Abstract
An important Dutch trading centre, Dordrecht experienced considerable population growth and many environmental challenges during the later Middle Ages. Surviving administrative, financial, and legal records help us to establish which bylaws were implemented, and the extent to which conflicts reached the courts. We can document official policies regarding urban space, sanitation, and nuisances, while also determining the responsibilities of residents in matters of public health. Magistrates often reissued regulations concerning the construction of buildings, the disposal of rubbish and offal, and public morality and safety, while a variety of officials monitored compliance, imposing on-the-spot fines when necessary. Since Dordrecht's wealth derived from trade, disturbances, dirt, and the diseases, fires, and floods that suggested divine displeasure could threaten its prosperity.
Key words: environment; Dordrecht; infrastructure; sanitation; litigation
As Dordrecht and other cities in the Low Countries obtained civic rights (stadsrecht) and became densely populated in the later Middle Ages, the need arose to formalize customary rules by recording them in books and introducing new bylaws. These urban bylaws addressed multiple issues that were related to the organization of daily life, including the regulation of the environment and public health, alongside economic, social, and political affairs. As legislators, city governments, such as that of Dordrecht, thereby obtained the judicial and legislative means to police the urban environment, in a bid to shape and improve it.

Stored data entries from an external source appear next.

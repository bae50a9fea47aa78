use std::collections::BTreeMap;

use tracing::debug;

use crate::cloud::{icp_align, IcpConfig, PointCloud};
use crate::geometry::SE3;
use crate::map::{Keyframe, KeyframeMap, LoopConstraint, Timestamp};
use crate::optimizer::problem::{Loss, PoseGraphProblem};

/// Configuration for scan-window problem assembly.
#[derive(Debug, Clone)]
pub struct ScanWindowConfig {
    /// Number of fixed boundary keyframes pulled in ahead of the window, and
    /// the per-keyframe association span.
    pub associations: usize,
    /// Huber scale for scan-alignment residuals.
    pub huber_scale: f64,
    /// Weight for satellite-fix position priors.
    pub navsat_weight: f64,
    pub icp: IcpConfig,
}

impl Default for ScanWindowConfig {
    fn default() -> Self {
        Self {
            associations: 4,
            huber_scale: 0.1,
            navsat_weight: 1.0,
            icp: IcpConfig::default(),
        }
    }
}

fn inside_committed_span(spans: &[(Timestamp, Timestamp)], time: Timestamp) -> bool {
    spans.iter().any(|&(start, end)| start < time && time <= end)
}

/// Register one keyframe pair, returning the relative-pose measurement
/// `pose_source ∘ pose_target⁻¹` on success.
fn register_pair(
    source: &Keyframe,
    target: &Keyframe,
    source_cloud: &PointCloud,
    target_cloud: &PointCloud,
    icp: &IcpConfig,
) -> Option<SE3> {
    let initial = target.pose.compose(&source.pose.inverse());
    let result = icp_align(source_cloud, target_cloud, &initial, icp)?;
    if !result.converged {
        return None;
    }
    Some(result.transform.inverse())
}

/// Assemble the mapping window problem over keyframes in `[start, end]`:
/// fixed boundary blocks, pairwise scan-alignment terms against up to
/// `associations` predecessors (falling back to the true chronological
/// predecessor when a candidate sits inside an already-committed submap),
/// loop-constraint and gauge fixing, satellite priors. Runs under the map
/// read lock; the returned problem is self-contained.
pub fn build_scan_window(
    map: &KeyframeMap,
    start: Timestamp,
    end: Timestamp,
    submap_spans: &[(Timestamp, Timestamp)],
    config: &ScanWindowConfig,
) -> PoseGraphProblem {
    let mut problem = PoseGraphProblem::new();
    let window: Vec<&Keyframe> = map
        .range(start, None)
        .take_while(|kf| kf.time <= end)
        .collect();
    if window.is_empty() {
        return problem;
    }

    // Boundary keyframes enter as fixed blocks and association targets.
    let boundary = map.last_before(window[0].time, config.associations);
    for kf in &boundary {
        problem.add_block(kf.time, &kf.pose, true);
    }
    for kf in &window {
        problem.add_block(kf.time, &kf.pose, false);
    }

    // Gauge: the trajectory origin never moves.
    if map.first_time() == Some(window[0].time) {
        problem.fix_block(window[0].time);
    }

    // Verified loop constraints pin their keyframe and its match.
    for kf in &window {
        if let Some(constraint) = &kf.loop_constraint {
            problem.fix_block(kf.time);
            problem.fix_block(constraint.matched_time);
        }
    }

    // Scan associations. `recent` holds the association candidates, oldest
    // first, seeded with the boundary.
    let mut recent: Vec<&Keyframe> = boundary.clone();
    for &kf in &window {
        if let Some(scan) = &kf.scan {
            let source_cloud = scan.merged();
            let mut targets: Vec<&Keyframe> = Vec::new();
            for &candidate in recent.iter().rev().take(config.associations) {
                let target = if inside_committed_span(submap_spans, candidate.time) {
                    // Stale mid-submap pose: fall back to the true
                    // chronological predecessor.
                    match map.nearest_before(kf.time) {
                        Some(prev) => prev,
                        None => continue,
                    }
                } else {
                    candidate
                };
                if target.time != kf.time && !targets.iter().any(|t| t.time == target.time) {
                    targets.push(target);
                }
            }

            for target in targets {
                let Some(target_scan) = &target.scan else {
                    continue;
                };
                if problem.block_index(target.time).is_none() {
                    // Fallback predecessors outside the window enter fixed.
                    problem.add_block(target.time, &target.pose, true);
                }
                match register_pair(kf, target, &source_cloud, &target_scan.merged(), &config.icp)
                {
                    Some(measurement) => {
                        problem.add_relative_term(
                            target.time,
                            kf.time,
                            measurement,
                            1.0,
                            Loss::Huber(config.huber_scale),
                        );
                    }
                    None => {
                        debug!(
                            "scan association {} -> {} did not converge",
                            kf.time, target.time
                        );
                    }
                }
            }
        } else if let Some(prev) = recent.last() {
            // No scan payload: preserve the current relative pose to the
            // predecessor so the frame moves coherently with the window.
            let measurement = kf.pose.compose(&prev.pose.inverse());
            problem.add_relative_term(prev.time, kf.time, measurement, 1.0, Loss::Trivial);
        }

        if let Some(navsat) = &kf.navsat {
            problem.add_position_prior(
                kf.time,
                navsat.position,
                config.navsat_weight,
                Loss::Huber(1.0),
            );
        }

        recent.push(kf);
    }

    debug!(
        "scan window [{start}, {end}]: {} blocks ({} free), {} terms",
        problem.num_blocks(),
        problem.num_free(),
        problem.num_terms()
    );
    problem
}

/// One keyframe snapshot feeding the relative-chain builder.
#[derive(Debug, Clone)]
pub struct ChainNode {
    pub time: Timestamp,
    pub pose: SE3,
    pub loop_constraint: Option<LoopConstraint>,
}

impl ChainNode {
    pub fn from_keyframe(kf: &Keyframe) -> Self {
        Self {
            time: kf.time,
            pose: kf.pose,
            loop_constraint: kf.loop_constraint,
        }
    }
}

/// Assemble a relative-pose chain over the given (already filtered) window
/// snapshots: consecutive measurements taken from the poses as collected,
/// loop-constrained keyframes seeded from their verified transforms and
/// fixed, matched historical keyframes fixed, origin gauge fixed.
///
/// `extra_poses` supplies poses of matched keyframes that lie outside the
/// node list (the first correction pass, where matches precede the window).
pub fn build_relative_chain(
    nodes: &[ChainNode],
    extra_poses: &BTreeMap<Timestamp, SE3>,
    map_first_time: Option<Timestamp>,
) -> PoseGraphProblem {
    let mut problem = PoseGraphProblem::new();
    if nodes.is_empty() {
        return problem;
    }

    for node in nodes {
        problem.add_block(node.time, &node.pose, false);
    }
    if map_first_time == Some(nodes[0].time) {
        problem.fix_block(nodes[0].time);
    }

    // Measurements from the collected poses, before any seeding.
    for pair in nodes.windows(2) {
        let measurement = pair[1].pose.compose(&pair[0].pose.inverse());
        problem.add_relative_term(pair[0].time, pair[1].time, measurement, 1.0, Loss::Trivial);
    }

    // Seed loop keyframes at their verified poses and pin both ends.
    for node in nodes {
        let Some(constraint) = &node.loop_constraint else {
            continue;
        };
        let matched_pose = nodes
            .iter()
            .find(|n| n.time == constraint.matched_time)
            .map(|n| n.pose)
            .or_else(|| extra_poses.get(&constraint.matched_time).copied());
        let Some(matched_pose) = matched_pose else {
            debug!(
                "loop constraint at {} references unknown match {}",
                node.time, constraint.matched_time
            );
            continue;
        };
        let seeded = constraint.relative_pose.compose(&matched_pose);
        problem.set_block_pose(node.time, &seeded);
        problem.fix_block(node.time);
        problem.fix_block(constraint.matched_time);
    }

    problem
}

#[cfg(test)]
mod tests {
    use super::*;
    use crate::map::ScanFeatures;
    use nalgebra::{UnitQuaternion, Vector3};

    fn pose_at_x(x: f64) -> SE3 {
        // world→body translation of -x puts the body at +x
        SE3::new(UnitQuaternion::identity(), Vector3::new(-x, 0.0, 0.0))
    }

    fn world_lattice() -> PointCloud {
        let mut points = Vec::new();
        for x in 0..5 {
            for y in 0..4 {
                for z in 0..2 {
                    points.push(Vector3::new(
                        x as f64 * 1.2,
                        y as f64 * 1.5,
                        z as f64 * 2.0 + 1.0,
                    ));
                }
            }
        }
        PointCloud::from_points(points)
    }

    /// A map of scan keyframes at the given body x positions, each observing
    /// the same world lattice from its own pose.
    fn scan_map(positions: &[f64]) -> KeyframeMap {
        let world = world_lattice();
        let mut map = KeyframeMap::new();
        for (i, &x) in positions.iter().enumerate() {
            let pose = pose_at_x(x);
            let body_cloud = world.transformed(&pose);
            let mut kf = Keyframe::new(Timestamp::new(i as f64 + 1.0), pose);
            kf.scan = Some(ScanFeatures::new(body_cloud, PointCloud::new()));
            map.insert(kf).unwrap();
        }
        map
    }

    #[test]
    fn boundary_keyframes_enter_fixed() {
        let map = scan_map(&[0.0, 0.2, 0.4, 0.6, 0.8, 1.0]);
        let problem = build_scan_window(
            &map,
            Timestamp::new(5.0),
            Timestamp::new(6.0),
            &[],
            &ScanWindowConfig::default(),
        );

        for t in [1.0, 2.0, 3.0, 4.0] {
            assert!(problem.is_fixed(Timestamp::new(t)), "boundary t={t}");
        }
        assert!(!problem.is_fixed(Timestamp::new(5.0)));
        assert!(!problem.is_fixed(Timestamp::new(6.0)));
        assert!(problem.num_terms() > 0);
    }

    #[test]
    fn window_at_trajectory_origin_is_gauge_fixed() {
        let map = scan_map(&[0.0, 0.2, 0.4]);
        let problem = build_scan_window(
            &map,
            Timestamp::new(1.0),
            Timestamp::new(3.0),
            &[],
            &ScanWindowConfig::default(),
        );
        assert!(problem.is_fixed(Timestamp::new(1.0)));
        assert!(!problem.is_fixed(Timestamp::new(2.0)));
    }

    #[test]
    fn loop_constrained_keyframe_and_match_are_fixed() {
        let mut map = scan_map(&[0.0, 0.2, 0.4, 0.6, 0.8, 1.0]);
        let constraint = LoopConstraint {
            matched_time: Timestamp::new(2.0),
            relative_pose: SE3::identity(),
            score: 1.0,
        };
        map.get_mut(Timestamp::new(6.0)).unwrap().loop_constraint = Some(constraint);

        let problem = build_scan_window(
            &map,
            Timestamp::new(5.0),
            Timestamp::new(6.0),
            &[],
            &ScanWindowConfig::default(),
        );
        assert!(problem.is_fixed(Timestamp::new(6.0)));
        assert!(problem.is_fixed(Timestamp::new(2.0)));
    }

    #[test]
    fn submap_interior_candidate_falls_back_to_predecessor() {
        let map = scan_map(&[0.0, 0.2, 0.4, 0.6, 0.8, 1.0]);
        // keyframes at t=2..4 are interior to a committed submap
        let spans = vec![(Timestamp::new(1.0), Timestamp::new(4.0))];
        let problem = build_scan_window(
            &map,
            Timestamp::new(5.0),
            Timestamp::new(6.0),
            &spans,
            &ScanWindowConfig::default(),
        );

        // no association may target the stale interior keyframes
        for term in problem.relative_terms() {
            let target_time = problem.blocks()[term.i].time;
            assert!(
                !(target_time > Timestamp::new(1.0) && target_time < Timestamp::new(5.0))
                    || target_time == Timestamp::new(4.0),
                "unexpected association target {target_time}"
            );
        }
        // t=5 keeps an association with its true predecessor t=4
        let has_pred_term = problem.relative_terms().iter().any(|term| {
            problem.blocks()[term.i].time == Timestamp::new(4.0)
                && problem.blocks()[term.j].time == Timestamp::new(5.0)
        });
        assert!(has_pred_term);
    }

    #[test]
    fn scan_terms_vanish_at_true_poses() {
        let map = scan_map(&[0.0, 0.3, 0.6, 0.9, 1.2, 1.5]);
        let problem = build_scan_window(
            &map,
            Timestamp::new(5.0),
            Timestamp::new(6.0),
            &[],
            &ScanWindowConfig::default(),
        );
        // clouds encode the exact geometry the poses already satisfy
        assert!(problem.num_terms() > 0);
        assert!(problem.total_cost() < 1e-6);
    }

    #[test]
    fn chain_preserves_collected_relatives_and_seeds_loops() {
        let nodes = vec![
            ChainNode {
                time: Timestamp::new(10.0),
                pose: pose_at_x(0.0),
                loop_constraint: None,
            },
            ChainNode {
                time: Timestamp::new(11.0),
                pose: pose_at_x(1.0),
                loop_constraint: None,
            },
            ChainNode {
                time: Timestamp::new(12.0),
                pose: pose_at_x(2.0),
                loop_constraint: Some(LoopConstraint {
                    matched_time: Timestamp::new(1.0),
                    relative_pose: SE3::identity(),
                    score: 1.0,
                }),
            },
        ];
        let mut extra = BTreeMap::new();
        let old_pose = pose_at_x(1.9);
        extra.insert(Timestamp::new(1.0), old_pose);

        let problem = build_relative_chain(&nodes, &extra, Some(Timestamp::new(1.0)));

        // the loop keyframe is seeded at relative ∘ matched and fixed
        assert!(problem.is_fixed(Timestamp::new(12.0)));
        let seeded = problem.block_pose(Timestamp::new(12.0)).unwrap();
        assert!((seeded.translation - old_pose.translation).norm() < 1e-12);

        // consecutive measurements reflect the collected poses: moving the
        // free middle block away raises the cost
        assert_eq!(problem.relative_terms().len(), 2);
        assert!(problem.total_cost() > 0.0); // seeding broke the last relative
    }

    #[test]
    fn chain_gauge_fixes_trajectory_origin() {
        let nodes = vec![
            ChainNode {
                time: Timestamp::new(1.0),
                pose: pose_at_x(0.0),
                loop_constraint: None,
            },
            ChainNode {
                time: Timestamp::new(2.0),
                pose: pose_at_x(1.0),
                loop_constraint: None,
            },
        ];
        let problem = build_relative_chain(&nodes, &BTreeMap::new(), Some(Timestamp::new(1.0)));
        assert!(problem.is_fixed(Timestamp::new(1.0)));
        assert!(!problem.is_fixed(Timestamp::new(2.0)));
    }
}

In today's popular culture, as we can see in many films and books, late medieval societies are still often portrayed as superstitious and backward. From this perspective, city governments would have been incapable of establishing efficient sanitation and waste disposal systems, the absence of which would have resulted in filthy living conditions. Henk 't Jong has deconstructed these misconceptions in the context of several late medieval cities in Holland, including Dordrecht. Following Thorndike and Sabine, he has argued that, when analysing bylaws, it is important to consider the process through which customary law evolved into more formal collections of regulations. However, he maintains that there are relatively few entries concerning environmental bylaws and violations thereof in the administrative sources from Holland. Public hygiene was apparently not one of the main legislative concerns of late medieval city governments.